Guardia de cómic: reseña de «Heilman», de Alain Voss (1980)

Título original: Heilman
    NUEVA FRONTERA S, Madrid
Colección negra
1980
ISBN: 84-85391-61-6
53 páginas

En Heilman, Alain Voss condensa una crítica feroz a la cultura de masas mediante una narrativa distópica de tintes psicodélicos y oscuros

Un one-shot extraño dentro del ecléctico y turbador universo de títulos que orbitaban en torno a Metal Hurlant. Una rareza difícil de definir, que responde, a ojos de muchos críticos, a un sueño alimentado por dosis de LSD y que llevó a Alain “Al” Voss (1946-2011) a escribir, dibujar y publicar en 1978 una historia tan extraña como íntima, para el sello donde desarrolló buena parte de su carrera como historietista.
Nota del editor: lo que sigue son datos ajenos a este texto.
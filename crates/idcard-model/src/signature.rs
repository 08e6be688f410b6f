//! # Card Signatures
//!
//! A [`Signature`] is a signer id plus the raw signature bytes. Equality is
//! structural over both fields, which is what the duplicate rule of
//! [`SignedModel`](crate::SignedModel) compares.
//!
//! In JSON the bytes travel as standard base64 under the key `signature`.

use serde::{Deserialize, Serialize};

use idcard_core::encoding::base64_bytes;
use idcard_core::{CardError, SignerId};

/// One signature over a card snapshot.
#[derive(Debug, Clone, PartialEq, Eq, Hash, Serialize, Deserialize)]
#[serde(deny_unknown_fields)]
pub struct Signature {
    /// Who signed. Carries the signer's role (owner, application, service).
    pub signer_id: SignerId,

    /// Raw signature bytes as produced by the crypto capability.
    #[serde(rename = "signature", with = "base64_bytes")]
    pub signature_bytes: Vec<u8>,
}

impl Signature {
    /// Create a signature. Empty signature bytes are rejected.
    pub fn new(signer_id: SignerId, signature_bytes: Vec<u8>) -> Result<Self, CardError> {
        if signature_bytes.is_empty() {
            return Err(CardError::invalid_argument(format!(
                "signature bytes from {signer_id} are empty"
            )));
        }
        Ok(Self {
            signer_id,
            signature_bytes,
        })
    }
}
Heilman es un rockero glam cubierto de cruces gamadas y runas sig. El uso de la parafernalia nazi con fines provocativos fue algo muy común en la década de los setenta, y Voss no era ajeno a ello. Conocedor del mundo de la industria musical, este grafismo fascista le sirve a Voss para satirizar a las discográficas y su autoritarismo productivo. Heilman y su espíritu creador no sirven a otro propósito que el de alimentar un mal mayor: la industria del rock y sus magnates.

Heilman, ídolo de masas y con un estilo musical apocalíptico, descubre en un concierto la presencia de una figura tenebrosa: un poderoso demonio al que enfrenta, pero al que es incapaz de vencer. Tanto es así que muere. Su cuerpo físico deja de ser receptáculo de su alma, que inicia entonces un viaje por dimensiones y universos alternativos —el purgatorio de los rockeros, la dimensión robot, etc.—, siempre escapando del final oscuro que representa la Guadaña. Hasta que, finalmente, tiene la oportunidad de enfrentarse de nuevo al demonio.

La narración es pesimista, tanto o más que la fantasía distópica que Voss imprime con trazos gruesos y fieros. La oscuridad lo domina todo, así como el surrealismo, en un viaje del héroe hacia una prueba final que pocos lograrían superar.

Las viñetas están únicamente acompañadas de cartelas narrativas, salvo en el penúltimo capítulo, donde Voss se permite dar voz a Heilman y a los personajes que lo rodean. Una ruptura del estilo narrativo que resulta chocante, salvo por el hecho de que anuncia el inminente enfrentamiento con el demonio.